IN THE WASHINGTON STATE PRISON where I live, prisoners are all issued the same clothing, making opportunities to express personal style or any form of uniqueness totally unheard of. But the recent introduction of masks into a world of bland light browns and grays has become a way for prisoners to express political views, display cultural pride, and show off their creative sides.
Prisoners are required to wear masks all of the time when out of the cell. The state has given out a handful of plain cloth masks throughout the pandemic; prisoners who want more masks or more creative masks must find their own materials. As is often true for creative expression in prison, prisoners have been forced to look high and low to find useful materials, like T-shirts or any other swathes of fabric that might be available at their jobs, to express their vision. Even scraps from the trash have been recycled and made to serve a purpose.

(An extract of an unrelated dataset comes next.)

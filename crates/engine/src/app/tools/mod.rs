mod overlay;

pub(crate) use overlay::{draw_overlay, draw_pause_banner, OverlayData};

The Department of Corrections’ pandemic response policies have stripped us of our contact visits, many of our educational and enrichment programs, and other privileges. And yet the decorative masks are a reminder that we have not been stripped of our political views, our passions, or our ability to express who we are and what we enjoy. These photos show me and several of my fellow prisoners in our masks. Most were taken on a computer that allows incarcerated individuals to send photos to our families through the JPay prison technology service; prisoners’ families then sent the photos directly to me via JPay.
I have, along with many others, chosen to wear a mask that says “Black Lives Matter” in gold lettering on black fabric. I hand sewed this mask and attached elastic from a sleep mask sold in the prison store. (The above photo was taken by a Department of Corrections official at my recent wedding.) As a white man who grew up in an all-Black community in Tacoma, Washington, I feel it’s important to show there is support behind these walls for the movement, especially since the majority of incarcerated people come from impoverished communities of color, which are the most targeted by police and the corrupt criminal justice system.
Guards have frequently asked why I wear the mask. Many look at it with disgust, seeing it as a threat, rather than a demand for equality. But not all guards feel disturbed by the BLM movement: Though it’s still much more common to see guards wearing “Make American Great Again” masks, at least one Black female guard came in to work with a BLM mask on. This is another strange part of this intrusion of self-expression into the prison space: We now get insight into our guards, who also wear masks that advertise their passions, from rock bands to political movements to sports teams. Some guards wear gag masks, like those depicting a beard or a crazy facial expression, in order to introduce some levity in an otherwise challenging environment.
BLM is not the only political movement that prisoners are wearing on their faces. Augustus, who is an enrolled member of the Okanagan Indian Band, wants to bring attention to the Missing and Murdered Indigenous Women movement. “In Montana, Native women make up just 5% of the population, yet they account for 30% of all missing and murdered women,” he told me. “I recently watched a special about this and it left me feeling anger, sadness, and frustration. I knew this was something I wanted to stand behind. Today I am proud to walk around the prison with a mask that brings attention to this important movement.”
Tommy, a talented painter, has created various masks with horror or gothic themes: zombies with grotesque rotting faces, skeleton jaw lines, fanged mouths. “We all wear the same stuff—I don’t want to look like everyone else. I want to express my style as an individual,” he said. Another prisoner, Brandon, who is also a painter, said, “COVID is so serious. I painted my mask to make something fun.”
Prisoners are deeply passionate about their sports teams, and masks that celebrate a favorite team are common. Charles, pictured, is one brave soul proudly sporting his San Francisco 49ers mask deep in Seattle Seahawk territory. “I was born in the Bay Area. I love my hometown, so I can’t do nothing but rep the Niners,” he told me.
Some prisoners choose simply to show their pride in their native countries. JoJo was born in the Democratic Republic of Congo and is also an American citizen. He wears a mask that displays both flags and the words “one love.” “It is important to show that we’re all in this together,” he told me. “It doesn’t matter where you are from, we are all human facing the same struggles.”
It has been a privilege to get to know the many individuals I spend my life with. And, living around hundreds of people, it can be difficult to get to know them all. Masks have changed that, in a sense. If there’s a silver lining to be found during these times, it’s that we can now share a small piece of who we are with one another.